Nuclear Energy Insider SMR

Terrestrial Energy making progress towards commercializing Advanced Small Modular Reactor

April 11, 2017 By Rod Adams

Simon Irish, CEO of Terrestrial Energy, provides progress report to SMR and Advanced Reactor Summit

Simon Irish, the Chief Executive of Terrestrial Energy, provided a project update to the 7th Annual SMR and Advanced Reactor Summit organized by Nuclear Energy Insider.

What Is Terrestrial Energy Doing To Move Its Design To Market?

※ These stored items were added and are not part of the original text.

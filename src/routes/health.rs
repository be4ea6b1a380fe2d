use axum::{Json, Router, extract::State, routing::get};

use crate::{dto::health::HealthResponse, services::health_service, state::SharedState};

#[utoipa::path(
    get,
    path = "/healthcheck",
    tag = "health",
    responses((status = 200, description = "Service status", body = HealthResponse))
)]
/// Return the current health status of the backend and ping the chat store.
pub async fn healthcheck(State(state): State<SharedState>) -> Json<HealthResponse> {
    let status = health_service::health_status(&state).await;
    Json(status)
}

/// Configure the health routes subtree.
pub fn router() -> Router<SharedState> {
    Router::<SharedState>::new().route("/healthcheck", get(healthcheck))
}
//! Failures of the CouchDB backend. They collapse into
//! [`StorageError::Unavailable`] before reaching the services.

use reqwest::StatusCode;
use thiserror::Error;

use crate::dao::storage::StorageError;

/// Convenient result alias returning [`CouchDaoError`] failures.
pub type CouchResult<T> = Result<T, CouchDaoError>;

/// Failures that can occur while interacting with CouchDB.
#[derive(Debug, Error)]
pub enum CouchDaoError {
    /// Required environment variable is missing.
    #[error("missing CouchDB environment variable `{var}`")]
    MissingEnvVar { var: &'static str },
    /// An optional environment variable holds an unusable value.
    #[error("invalid value `{value}` for CouchDB environment variable `{var}`")]
    InvalidEnvVar { var: &'static str, value: String },
    /// Building the HTTP client failed (invalid TLS setup, etc).
    #[error("failed to build CouchDB client")]
    ClientBuilder {
        #[source]
        source: reqwest::Error,
    },
    /// CouchDB rejected a GET against the target database.
    #[error("failed to query CouchDB database `{database}`")]
    DatabaseQuery {
        database: String,
        #[source]
        source: reqwest::Error,
    },
    /// CouchDB rejected a database creation request.
    #[error("failed to create CouchDB database `{database}`")]
    DatabaseCreate {
        database: String,
        #[source]
        source: reqwest::Error,
    },
    /// CouchDB returned an unexpected status code for a database operation.
    #[error("unexpected CouchDB database response status {status} for `{database}`")]
    DatabaseStatus {
        database: String,
        status: StatusCode,
    },
    /// A request to a document endpoint could not be sent.
    #[error("failed to send CouchDB request to `{path}`")]
    RequestSend {
        path: String,
        #[source]
        source: reqwest::Error,
    },
    /// CouchDB returned an unexpected status code for a document endpoint.
    #[error("unexpected CouchDB response status {status} for `{path}`")]
    RequestStatus { path: String, status: StatusCode },
    /// Response payload could not be parsed into JSON.
    #[error("failed to decode CouchDB response for `{path}`")]
    DecodeResponse {
        path: String,
        #[source]
        source: reqwest::Error,
    },
    /// A document or change row did not match the expected model.
    #[error("failed to deserialize CouchDB value for `{path}`")]
    DeserializeValue {
        path: String,
        #[source]
        source: serde_json::Error,
    },
}

impl From<CouchDaoError> for StorageError {
    fn from(err: CouchDaoError) -> Self {
        StorageError::unavailable(err.to_string(), err)
    }
}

His company is developing an Integral Molten Salt Reactor (IMSRTM). He noted that he had last provided information to the Nuclear Energy Insider (NEI) annual summit two years ago when the event occurred in Charlotte, North Carolina. During the period since that report, his company has been making steady progress towards commercialization.

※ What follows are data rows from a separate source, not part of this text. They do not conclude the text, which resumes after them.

#[cfg(test)]
mod tests {
    use std::time::Duration;

    use tokio::time::timeout;

    use super::*;
    use crate::dao::chat_store::{WELCOME_MESSAGE_ID, memory::MemoryChatStore};

    const ROOM: &str = "match:1035";

    fn engine() -> ChatRoomEngine {
        ChatRoomEngine::new(StoreHandle::with_store(Arc::new(MemoryChatStore::new())))
    }

    fn outgoing(text: &str) -> OutgoingMessage {
        OutgoingMessage {
            author: Author {
                id: "u1".into(),
                name: "Ana".into(),
            },
            text: text.into(),
            reply_to: None,
            match_minute: Some(12),
        }
    }

    #[tokio::test]
    async fn concurrent_first_subscribers_see_one_welcome() {
        let engine = engine();
        let (a, b) = tokio::join!(engine.subscribe(ROOM), engine.subscribe(ROOM));
        let (a, b) = (a.unwrap(), b.unwrap());

        let messages = engine.list(ROOM).await.unwrap();
        assert_eq!(messages.len(), 1);
        assert_eq!(messages[0].id, WELCOME_MESSAGE_ID);
        assert_eq!(messages[0].kind, MessageKindEntity::System);
        assert_eq!(a.current().len(), 1);
        assert_eq!(b.current().len(), 1);
    }

    #[tokio::test]
    async fn subscribers_receive_the_full_list_after_a_send() {
        let engine = engine();
        let mut subscription = engine.subscribe(ROOM).await.unwrap();
        engine.send(ROOM, outgoing("come on!")).await.unwrap();

        let messages = loop {
            let messages = timeout(Duration::from_secs(1), subscription.changed())
                .await
                .unwrap()
                .unwrap();
            if messages.len() == 2 {
                break messages;
            }
        };
        assert_eq!(messages[1].text, "come on!");
        assert_eq!(messages[1].match_minute, Some(12));
    }

    #[tokio::test]
    async fn sending_before_anyone_subscribes_keeps_the_welcome_first() {
        let engine = engine();
        engine.send(ROOM, outgoing("first!")).await.unwrap();

        let subscription = engine.subscribe(ROOM).await.unwrap();
        let messages = subscription.current();
        assert_eq!(messages.len(), 2);
        assert_eq!(messages[0].id, WELCOME_MESSAGE_ID);
        assert_eq!(messages[0].kind, MessageKindEntity::System);
        assert_eq!(messages[1].text, "first!");
    }

    #[tokio::test]
    async fn blank_messages_are_rejected() {
        let engine = engine();
        for text in ["", "   ", "\n\t"] {
            assert!(matches!(
                engine.send(ROOM, outgoing(text)).await,
                Err(ServiceError::InvalidInput(_))
            ));
        }
        let long = "a".repeat(MAX_MESSAGE_LENGTH + 1);
        assert!(matches!(
            engine.send(ROOM, outgoing(&long)).await,
            Err(ServiceError::InvalidInput(_))
        ));
        assert!(engine.list(ROOM).await.unwrap().is_empty());
    }

    #[tokio::test]
    async fn replies_carry_a_snapshot_of_their_target() {
        let engine = engine();
        let target = engine.send(ROOM, outgoing("what a strike")).await.unwrap();

        let mut reply = outgoing("agreed");
        reply.reply_to = Some(target.id);
        let stored = engine.send(ROOM, reply).await.unwrap();

        let preview = stored.reply_to.unwrap();
        assert_eq!(preview.message_id, target.id);
        assert_eq!(preview.author_name, "Ana");
        assert_eq!(preview.text, "what a strike");

        let mut dangling = outgoing("hm?");
        dangling.reply_to = Some(Uuid::new_v4());
        assert!(matches!(
            engine.send(ROOM, dangling).await,
            Err(ServiceError::NotFound(_))
        ));
    }

    #[tokio::test]
    async fn toggles_are_idempotent_and_guarded() {
        let engine = engine();
        let _subscription = engine.subscribe(ROOM).await.unwrap();
        let message = engine.send(ROOM, outgoing("goal!")).await.unwrap();

        let once = engine
            .toggle_reaction(ROOM, message.id, "🔥", "u2")
            .await
            .unwrap();
        assert_eq!(once.reactions["🔥"].count, 1);
        let twice = engine
            .toggle_reaction(ROOM, message.id, "🔥", "u2")
            .await
            .unwrap();
        assert!(twice.reactions.is_empty());

        assert!(matches!(
            engine
                .toggle_reaction(ROOM, WELCOME_MESSAGE_ID, "🔥", "u2")
                .await,
            Err(ServiceError::InvalidState(_))
        ));
        assert!(matches!(
            engine.toggle_reaction(ROOM, Uuid::new_v4(), "🔥", "u2").await,
            Err(ServiceError::NotFound(_))
        ));
    }

    #[tokio::test]
    async fn double_tap_toggles_a_heart() {
        let engine = engine();
        let message = engine.send(ROOM, outgoing("save!")).await.unwrap();
        let start = Instant::now();

        assert!(engine.tap(ROOM, "c1", message.id, start).await.unwrap().is_none());
        let hearted = engine
            .tap(ROOM, "c1", message.id, start + Duration::from_millis(120))
            .await
            .unwrap()
            .unwrap();
        assert_eq!(hearted.reactions[HEART].reactors, vec!["c1".to_string()]);
    }

    #[tokio::test]
    async fn degraded_engine_refuses_work() {
        let engine = ChatRoomEngine::new(StoreHandle::new());
        assert!(matches!(
            engine.subscribe(ROOM).await,
            Err(ServiceError::Degraded)
        ));
        assert!(matches!(
            engine.send(ROOM, outgoing("hi")).await,
            Err(ServiceError::Degraded)
        ));
    }

    #[tokio::test]
    async fn last_unsubscribe_stops_the_feed() {
        let engine = engine();
        let first = engine.subscribe(ROOM).await.unwrap();
        let second = engine.subscribe(ROOM).await.unwrap();
        assert_eq!(engine.active_rooms(), 1);

        first.unsubscribe();
        assert_eq!(engine.active_rooms(), 1);
        drop(second);
        assert_eq!(engine.active_rooms(), 0);
    }

    #[tokio::test]
    async fn rejected_optimistic_toggle_rolls_back() {
        let engine = engine();
        let message = engine.send("match:other", outgoing("elsewhere")).await.unwrap();
        let view = Mutex::new(LocalRoomView::new("u2"));
        view.lock().await.replace_confirmed(vec![message.clone()]);

        let result = engine
            .toggle_reaction_optimistic(&view, ROOM, message.id, "👏", "u2")
            .await;
        assert!(matches!(result, Err(ServiceError::NotFound(_))));
        assert!(view.lock().await.messages()[0].reactions.is_empty());
    }

    #[tokio::test]
    async fn failed_optimistic_send_is_kept_and_can_be_retried() {
        let handle = StoreHandle::new();
        let engine = ChatRoomEngine::new(handle.clone());
        let view = Mutex::new(LocalRoomView::new("u1"));

        assert!(engine.send_optimistic(&view, ROOM, outgoing("hello")).await.is_err());
        let local_id = {
            let view = view.lock().await;
            let pending = view.pending_sends();
            assert_eq!(pending.len(), 1);
            assert_eq!(pending[0].state, crate::state::optimistic::DeliveryState::Failed);
            pending[0].local_id
        };

        handle.install(Arc::new(MemoryChatStore::new())).await;
        let author = outgoing("").author;
        let stored = engine
            .retry_optimistic(&view, ROOM, local_id, author, None)
            .await
            .unwrap()
            .unwrap();

        let view = view.lock().await;
        assert!(view.pending_sends().is_empty());
        assert_eq!(view.messages()[0].id, stored.id);
    }
}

Terrestrial Energy has a specific way of defining progress towards commercialization in the nuclear energy development enterprise.

If you are seeking to commercialize your reactor system, you have to take regulatory action. It is the defining act of commercializing any reactor system.

So we think we are able to put up our hand and say that we are seeking to commercialize our IMSR by taking the necessary regulatory action to support our deployment timetable, which is in the 2020s. We are seeking to be able to commission our first power plant for our first customers in the 2020s at sites in Canada and the United States.

Terrestrial Energy has entered into the first phase of the reactor regulatory process in Canada by deciding to submit its design for a vendor design review in February 2016. That process, which is scheduled to be completed 18 months after acceptance, is a voluntary step that developers can take to obtain “an overall assessment of the vendor’s nuclear power plant design against the most recent CNSC design requirements for new nuclear power plants in Canada.“

Terrestrial Energy USA has also notified the U. S. Nuclear Regulatory Commission of its intention to submit a design certification application during fiscal year 2019.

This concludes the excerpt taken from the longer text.